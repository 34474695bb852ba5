/*
[INPUT]:  Server-assigned subscription ids and registered update handlers
[OUTPUT]: Notifications dispatched to the matching handler
[POS]:    Protocol core - subscription dispatch engine
[UPDATE]: When registration or dispatch semantics change
*/

use std::collections::HashMap;

use tracing::{debug, warn};

use crate::error::{OracleError, Result};
use crate::types::NotificationFrame;

/// Callback invoked for every notification on one subscription.
pub type NotificationHandler = Box<dyn FnMut(NotificationFrame) + Send>;

/// Maps server-assigned subscription ids to update handlers.
///
/// The id space is the server's: sparse, not contiguous, and acknowledgement
/// order for concurrently issued subscribes is unconstrained. A map keyed by
/// id makes out-of-order registration a non-issue. Slots live for the life
/// of the connection; there is no unsubscribe.
#[derive(Default)]
pub struct SubscriptionTable {
    handlers: HashMap<u64, NotificationHandler>,
}

impl SubscriptionTable {
    pub fn new() -> Self {
        Self::default()
    }

    /// Number of registered subscriptions.
    pub fn len(&self) -> usize {
        self.handlers.len()
    }

    pub fn is_empty(&self) -> bool {
        self.handlers.is_empty()
    }

    /// Register the handler for a subscription id, normally exactly once per
    /// subscribe acknowledgement. A duplicate registration is a protocol
    /// violation; the new handler replaces the old with a warning.
    pub fn register(&mut self, subscription: u64, handler: NotificationHandler) {
        if self.handlers.insert(subscription, handler).is_some() {
            warn!(subscription, "subscription registered twice; handler replaced");
        } else {
            debug!(subscription, "subscription registered");
        }
    }

    /// Invoke the handler registered for the notification's subscription id.
    ///
    /// An unregistered id means either the acknowledgement has not been
    /// processed yet or the server sent a malformed frame; the update is
    /// dropped, never fatal.
    pub fn dispatch(&mut self, notification: NotificationFrame) -> Result<()> {
        let subscription = notification.params.subscription;
        let Some(handler) = self.handlers.get_mut(&subscription) else {
            debug!(subscription, "dropping notification for unregistered subscription");
            return Err(OracleError::UnknownSubscription { subscription });
        };
        handler(notification);
        Ok(())
    }
}
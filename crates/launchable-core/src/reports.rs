//! Report discovery and lazy event production.
//!
//! Report sets can run to thousands of files, so cases are never collected
//! into one big vector: [`EventIter`] holds at most one parsed report at a
//! time and hands events downstream one by one.

use std::path::{Path, PathBuf};

use anyhow::Result;

use crate::events::TestCaseEvent;
use crate::junit::{parse_report, JunitSuite};
use crate::testpath::PathBuilder;

/// The set of report files queued for one recording run.
pub struct TestReports {
    reports: Vec<PathBuf>,
    builder: Box<dyn PathBuilder>,
}

impl TestReports {
    pub fn new(builder: Box<dyn PathBuilder>) -> Self {
        TestReports {
            reports: Vec::new(),
            builder,
        }
    }

    /// Queue a single report file, whether or not any scan pattern would
    /// have matched it.
    pub fn report(&mut self, path: impl Into<PathBuf>) {
        self.reports.push(path.into());
    }

    /// Queue everything under `base` matching the glob `pattern`
    /// (`**` recurses). A pattern with zero matches is not an error.
    pub fn scan(&mut self, base: &Path, pattern: &str) -> Result<()> {
        let full = base.join(pattern);
        let matches = glob::glob(&full.to_string_lossy())
            .map_err(|e| anyhow::anyhow!("bad report pattern '{}': {}", pattern, e))?;

        for entry in matches {
            match entry {
                Ok(path) if path.is_file() => self.report(path),
                Ok(_) => {}
                Err(e) => tracing::warn!("skipping unreadable path while scanning: {}", e),
            }
        }
        Ok(())
    }

    pub fn is_empty(&self) -> bool {
        self.reports.is_empty()
    }

    pub fn len(&self) -> usize {
        self.reports.len()
    }

    /// Consume the set, yielding one event per parsed test case.
    pub fn into_events(self) -> EventIter {
        EventIter {
            reports: self.reports.into_iter(),
            builder: self.builder,
            pending: Vec::new().into_iter(),
            failed: false,
        }
    }
}

/// Lazy event stream over the queued reports.
///
/// Yields `Err` once for the first report that fails to parse and then
/// fuses: a malformed report aborts the whole run rather than silently
/// dropping part of the result set.
pub struct EventIter {
    reports: std::vec::IntoIter<PathBuf>,
    builder: Box<dyn PathBuilder>,
    pending: std::vec::IntoIter<TestCaseEvent>,
    failed: bool,
}

impl Iterator for EventIter {
    type Item = Result<TestCaseEvent>;

    fn next(&mut self) -> Option<Self::Item> {
        if self.failed {
            return None;
        }
        loop {
            if let Some(event) = self.pending.next() {
                return Some(Ok(event));
            }
            let report = self.reports.next()?;
            match load_events(&report, self.builder.as_ref()) {
                Ok(events) => {
                    tracing::debug!(
                        report = %report.display(),
                        count = events.len(),
                        "parsed report"
                    );
                    self.pending = events.into_iter();
                }
                Err(e) => {
                    self.failed = true;
                    return Some(Err(e));
                }
            }
        }
    }
}

/// Parse one report into its events. Materializes one file's worth of
/// cases, which bounds memory at the largest single report.
fn load_events(report: &Path, builder: &dyn PathBuilder) -> Result<Vec<TestCaseEvent>> {
    let suites = parse_report(report)?;
    let mut events = Vec::new();
    for suite in &suites {
        collect_suite_events(suite, report, builder, &mut events);
    }
    Ok(events)
}

fn collect_suite_events(
    suite: &JunitSuite,
    report: &Path,
    builder: &dyn PathBuilder,
    out: &mut Vec<TestCaseEvent>,
) {
    for case in &suite.cases {
        out.push(TestCaseEvent {
            test_path: builder.build(case, suite, report),
            status: case.status,
            duration: case.time,
            created_at: suite.timestamp,
            stack_trace: case.stack_trace.clone(),
        });
    }
}
use anyhow::Result;
use clap::{Parser, Subcommand};
use colored::Colorize;
use tracing_subscriber::{fmt, prelude::*, EnvFilter};

mod inspect;
mod record;

#[derive(Parser, Debug)]
#[command(
    name = "launchable",
    about = "Record test results and build metadata to a test-intelligence service",
    version
)]
struct Cli {
    /// Verbose logging (RUST_LOG overrides)
    #[arg(short, long, global = true)]
    verbose: bool,

    #[command(subcommand)]
    command: Commands,
}

#[derive(Subcommand, Debug)]
enum Commands {
    /// Record builds, test sessions, and test results
    Record {
        #[command(subcommand)]
        action: record::RecordAction,
    },

    /// Inspect previously recorded results
    Inspect {
        #[command(subcommand)]
        action: inspect::InspectAction,
    },
}

fn main() {
    let cli = Cli::parse();
    init_tracing(if cli.verbose { "debug" } else { "info" });

    let code = match run(cli) {
        Ok(code) => code,
        Err(e) => {
            eprintln!("{} {:#}", "Error:".bright_red(), e);
            1
        }
    };
    std::process::exit(code);
}

fn run(cli: Cli) -> Result<i32> {
    match cli.command {
        Commands::Record { action } => record::handle_record_command(action),
        Commands::Inspect { action } => inspect::handle_inspect_command(action),
    }
}

/// Initialize tracing. Diagnostics go to stderr so stdout stays clean for
/// scripting (`record session` prints the session name there).
fn init_tracing(level: &str) {
    let filter = EnvFilter::try_from_default_env().unwrap_or_else(|_| EnvFilter::new(level));

    tracing_subscriber::registry()
        .with(filter)
        .with(
            fmt::layer()
                .with_target(false)
                .with_writer(std::io::stderr),
        )
        .init();
}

::::::::

What to produce.
Working through the records above, copy each line in which "pattern" is found.

Output of the task.
    /// Queue a single report file, whether or not any scan pattern would
    /// Queue everything under `base` matching the glob `pattern`
    /// (`**` recurses). A pattern with zero matches is not an error.
    pub fn scan(&mut self, base: &Path, pattern: &str) -> Result<()> {
        let full = base.join(pattern);
            .map_err(|e| anyhow::anyhow!("bad report pattern '{}': {}", pattern, e))?;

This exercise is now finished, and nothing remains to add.